Since the early 2010s, corporations have increasingly leveraged bonds as a financial tool to fund various sustainability projects. The funding raised from these bonds are earmarked for environmental and climate-friendly projects, such as renewable energy, sustainable infrastructure, resource conservation, or linked to some sustainability objectives. The total green, social and sustainability (GSS+) bonds issued by corporations, governments, and various institutions increased from about $5 billion in 2013 to a peak of over $1 trillion in 2021. According to the latest data from ICMA’s Sustainability Bonds Database, corporate-issued bonds account for 16% of the number of GSS+ bonds. They are about 24% of the total value ($840 billion across all years).
Green bonds account for most (close to 70%) of the bonds issued by corporations and this proportion is slightly higher than the share of green bonds across all issuers. Across other bond types, corporations issued more sustainability-linked bonds and fewer bonds with social objectives (source: Sustainability Bonds Database, ICMA)

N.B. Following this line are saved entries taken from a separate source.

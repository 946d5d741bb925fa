//! Stream resolution: decide, per group, whether its subtree is replaced by
//! a message-bus stream descriptor instead of literal data.
//!
//! Explicit mode takes a caller-supplied path map verbatim (the authoring
//! workflow: edit the structural description once, then name the branches to
//! live-feed at acquisition time). Automatic mode detects streamable NX
//! classes from the tree itself.

use crate::convert::dtype::canonical_type;
use crate::describe::StreamSpec;
use crate::tree::{Group, Node};
use std::collections::BTreeMap;

pub const SAMPLE_ENV_TOPIC: &str = "SAMPLE_ENV_TOPIC";
pub const EVENT_DATA_TOPIC: &str = "EVENT_DATA_TOPIC";

/// Chosen once per conversion; never changes mid-traversal.
#[derive(Debug, Clone)]
pub enum StreamMode {
    /// path -> descriptor, taken verbatim on a hit.
    Explicit(BTreeMap<String, StreamSpec>),
    /// Detect NXlog / NXevent_data groups from their class.
    Automatic,
}

/// Groups whose class carries this prefix are facility-internal metadata and
/// are dropped from descriptions entirely.
pub fn is_facility_private(class: &str) -> bool {
    class.starts_with("IX")
}

/// Resolve a group against the stream mode. `None` means the group is
/// converted literally.
pub fn resolve(mode: &StreamMode, group: &Group, parent_name: Option<&str>) -> Option<StreamSpec> {
    match mode {
        StreamMode::Explicit(map) => map.get(&group.path).cloned(),
        StreamMode::Automatic => match group.class.as_str() {
            "NXlog" => resolve_value_log(group, parent_name),
            "NXevent_data" => Some(StreamSpec {
                writer_module: "ev42".to_string(),
                topic: EVENT_DATA_TOPIC.to_string(),
                source: "NeXus-Streamer".to_string(),
                dtype: None,
            }),
            _ => None,
        },
    }
}

fn resolve_value_log(group: &Group, parent_name: Option<&str>) -> Option<StreamSpec> {
    // ISIS files hang the log under a generic "value_log" container; the
    // informative name is the parent group's.
    let source = if group.name == "value_log" {
        parent_name.unwrap_or(group.name.as_str())
    } else {
        group.name.as_str()
    };

    // Without a value dataset to take the type from, the group is not
    // streamable and falls back to literal conversion.
    let dtype = child_dataset_type(group, "value").or_else(|| child_dataset_type(group, "raw_value"))?;

    Some(StreamSpec {
        writer_module: "f142".to_string(),
        topic: SAMPLE_ENV_TOPIC.to_string(),
        source: source.to_string(),
        dtype: Some(dtype.to_string()),
    })
}

fn child_dataset_type(group: &Group, name: &str) -> Option<&'static str> {
    group.children.iter().find_map(|child| match child {
        Node::Dataset(d) if d.name == name => Some(canonical_type(d.dtype)),
        _ => None,
    })
}

#[cfg(test)]
mod tests {
    use super::*;
    use crate::tree::{DType, Dataset};
    use pretty_assertions::assert_eq;
    use serde_json::json;

    fn dataset(name: &str, dtype: DType) -> Node {
        Node::Dataset(Dataset {
            name: name.to_string(),
            path: format!("/{}", name),
            dtype,
            shape: Vec::new(),
            values: json!(0),
            attributes: Vec::new(),
        })
    }

    fn group(name: &str, class: &str, children: Vec<Node>) -> Group {
        Group {
            name: name.to_string(),
            path: format!("/{}", name),
            class: class.to_string(),
            attributes: Vec::new(),
            children,
        }
    }

    #[test]
    fn value_log_takes_its_source_from_the_parent_group() {
        let log = group("value_log", "NXlog", vec![dataset("value", DType::Float32)]);
        let stream = resolve(&StreamMode::Automatic, &log, Some("Sample")).unwrap();
        assert_eq!(
            stream,
            StreamSpec {
                writer_module: "f142".into(),
                topic: SAMPLE_ENV_TOPIC.into(),
                source: "Sample".into(),
                dtype: Some("float".into()),
            }
        );
    }

    #[test]
    fn named_log_uses_its_own_name_and_falls_back_to_raw_value() {
        let log = group(
            "temperature",
            "NXlog",
            vec![dataset("raw_value", DType::Int32)],
        );
        let stream = resolve(&StreamMode::Automatic, &log, Some("Sample")).unwrap();
        assert_eq!(stream.source, "temperature");
        assert_eq!(stream.dtype.as_deref(), Some("int32"));
    }

    #[test]
    fn log_without_value_datasets_is_not_a_stream() {
        let log = group("temperature", "NXlog", vec![dataset("times", DType::Int64)]);
        assert_eq!(resolve(&StreamMode::Automatic, &log, None), None);
    }

    #[test]
    fn event_data_resolves_to_ev42() {
        let events = group("detector_1_events", "NXevent_data", Vec::new());
        let stream = resolve(&StreamMode::Automatic, &events, None).unwrap();
        assert_eq!(stream.writer_module, "ev42");
        assert_eq!(stream.topic, EVENT_DATA_TOPIC);
        assert_eq!(stream.source, "NeXus-Streamer");
        assert_eq!(stream.dtype, None);
    }

    #[test]
    fn explicit_map_matches_on_path_only() {
        let descriptor = StreamSpec {
            writer_module: "f142".into(),
            topic: "motion".into(),
            source: "stage_x".into(),
            dtype: Some("double".into()),
        };
        let mut map = BTreeMap::new();
        map.insert("/entry/stage".to_string(), descriptor.clone());
        let mode = StreamMode::Explicit(map);

        let mut plain = group("stage", "NXpositioner", Vec::new());
        plain.path = "/entry/stage".to_string();
        assert_eq!(resolve(&mode, &plain, None), Some(descriptor));

        // Even an NXlog is converted literally when explicit mode misses.
        let log = group("value_log", "NXlog", vec![dataset("value", DType::Float32)]);
        assert_eq!(resolve(&mode, &log, Some("Sample")), None);
    }

    #[test]
    fn facility_private_prefix() {
        assert!(is_facility_private("IXrunlog"));
        assert!(!is_facility_private("NXlog"));
        assert!(!is_facility_private(""));
    }
}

Sustainability-linked bonds (SLBs) are a relatively new addition to the financial toolkit. They are structured based on whether the issuer achieves some sustainability or ESG metrics within a given timeframe. If the issuers do not meet the pre-defined goals, they must pay a penalty such as a higher interest rate. The funding, however, is not earmarked for any particular purpose and can be used to fund any company initiatives. SLBs are more agile since they are usually not tied to large capital-intensive projects, and these features have made SLBs attractive for companies in diverse sectors. About half of the issuers for SLBs have KPIs tied to an environmental metric, while another 46% have KPIs tied to multiple themes (e.g., an environmental metric and a social metric). Many multinational companies have issued SLBs, including well-known ones such as Carrefour, Natura Cosmetics, Coca-cola, L’Oreal, H&M, Pandora, Novartis, and Sanofi. One or more specific metrics, such as the number of patients who receive access to some treatments or the share of recycled materials in total materials used in commercial goods, are linked to the bond characteristics.

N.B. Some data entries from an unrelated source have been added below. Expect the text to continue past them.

//! Input layer: JSON tree document + validated in-memory structures.
//!
//! This module stands in for the file-format access layer: it owns the
//! abstract NeXus tree the converter walks, and the serde shapes used to
//! materialize one from a JSON document.

pub mod node;
pub mod spec;

pub use node::{Attribute, DType, Dataset, Group, Node, Tree};
pub use spec::TreeSpec;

Social bonds are “use-of-proceed” bonds earmarked for projects with a social objective. An example of a social bond in the United States is the Fannie Mae multifamily social bonds, which have social objectives to build affordable multifamily housing, retrofit multifamily units as green buildings, and generate utility cost-savings. Few multinational corporations have issued social bonds, with Danone as one of the first examples. In 2018, Danone issued a €300 million bond to finance projects purposed to promote positive social impact, such as research on nutrition, social inclusiveness, responsible farming, etc. The bond has a maturity of 7 years and is due in March 2025.
Green, social, and sustainability (GSS+) bonds are financial instruments that provide additional sources of funding for projects with pre-determined ESG objectives. Many companies may tap into this additional source of finance to support their environmental or social transition if the governance and transparency frameworks are in place. While the design and validation of the ESG objectives of bonds may require additional evaluation and perhaps more rigour, these instruments create more financial flexibility for companies making an effort to advance their sustainability goals.